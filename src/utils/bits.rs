use crate::error::{OgmError, Result};

/// Widest header the reader holds, in bytes.
pub const MAX_HEADER_BYTES: usize = 8;

/// Reads big-endian bit fields out of a fixed-layout frame header.
///
/// The header is loaded into a single 64 bit word up front, so a reader
/// covers at most [`MAX_HEADER_BYTES`] bytes.
///
/// ```
/// use ogmkit::utils::BitReader;
///
/// let mut reader = BitReader::new(&[0xFF, 0xFB]).unwrap();
/// assert_eq!(reader.read_bits(11).unwrap(), 0x7FF); // MPEG sync
/// assert_eq!(reader.read_bits(2).unwrap(), 0b11);
/// assert!(!reader.read_bit().unwrap());
/// ```
#[derive(Debug, Clone, Copy)]
pub struct BitReader {
    word: u64,
    len: u32,
    pos: u32,
}

impl BitReader {
    pub fn new(header: &[u8]) -> Result<Self> {
        if header.len() > MAX_HEADER_BYTES {
            return Err(OgmError::Parser(format!(
                "frame header of {} bytes is longer than {}",
                header.len(),
                MAX_HEADER_BYTES
            )));
        }
        let word = header.iter().fold(0u64, |acc, &b| (acc << 8) | b as u64);
        Ok(BitReader {
            word,
            len: header.len() as u32 * 8,
            pos: 0,
        })
    }

    /// Reads `n` bits, at most 32.
    pub fn read_bits(&mut self, n: u32) -> Result<u32> {
        if n > 32 {
            return Err(OgmError::Parser("too many bits requested".into()));
        }
        if n > self.remaining() {
            return Err(OgmError::Parser("reached end of header data".into()));
        }
        if n == 0 {
            return Ok(0);
        }
        let shift = self.len - self.pos - n;
        let mask = (1u64 << n) - 1;
        self.pos += n;
        Ok(((self.word >> shift) & mask) as u32)
    }

    pub fn read_bit(&mut self) -> Result<bool> {
        Ok(self.read_bits(1)? == 1)
    }

    pub fn skip_bits(&mut self, n: u32) -> Result<()> {
        if n > self.remaining() {
            return Err(OgmError::Parser("reached end of header data".into()));
        }
        self.pos += n;
        Ok(())
    }

    /// Bits left to read.
    pub fn remaining(&self) -> u32 {
        self.len - self.pos
    }
}

#[cfg(test)]
mod tests {
    use super::*;
    use pretty_assertions::assert_eq;
    use quickcheck_macros::quickcheck;

    #[test]
    fn test_fields_across_bytes() {
        let mut reader = BitReader::new(&[0b1011_0011, 0b0101_1010]).unwrap();
        assert_eq!(reader.read_bits(3).unwrap(), 0b101);
        assert_eq!(reader.read_bits(8).unwrap(), 0b1001_1010);
        assert_eq!(reader.remaining(), 5);
        assert_eq!(reader.read_bits(0).unwrap(), 0);

        // AC-3 sync word followed by the CRC
        let mut reader = BitReader::new(&[0x0B, 0x77, 0x12, 0x34, 0x54, 0, 0, 0]).unwrap();
        assert_eq!(reader.read_bits(16).unwrap(), 0x0B77);
        reader.skip_bits(16).unwrap();
        assert_eq!(reader.read_bits(2).unwrap(), 0b01);
        assert_eq!(reader.read_bits(6).unwrap(), 0b010100);
    }

    #[test]
    fn test_out_of_bounds() {
        let mut reader = BitReader::new(&[0xFF]).unwrap();
        assert!(reader.read_bits(33).is_err());
        reader.read_bits(8).unwrap();
        assert!(reader.read_bit().is_err());
        assert!(reader.skip_bits(1).is_err());
        assert!(BitReader::new(&[0; 9]).is_err());
    }

    #[quickcheck]
    fn prop_fields_match_bit_by_bit(data: Vec<u8>, n: u8) -> bool {
        let data: Vec<u8> = data.into_iter().take(MAX_HEADER_BYTES).collect();
        let n = (n % 33) as usize;
        let Ok(mut reader) = BitReader::new(&data) else {
            return false;
        };
        match reader.read_bits(n as u32) {
            Ok(value) => {
                let expected = (0..n).fold(0u32, |acc, i| {
                    let bit = (data[i / 8] >> (7 - i % 8)) & 1;
                    (acc << 1) | bit as u32
                });
                value == expected
            }
            Err(_) => data.len() * 8 < n,
        }
    }
}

+ + + +

All lines above with "Parser" in them should be returned.

Solution to the problem:
            return Err(OgmError::Parser(format!(
            return Err(OgmError::Parser("too many bits requested".into()));
            return Err(OgmError::Parser("reached end of header data".into()));
            return Err(OgmError::Parser("reached end of header data".into()));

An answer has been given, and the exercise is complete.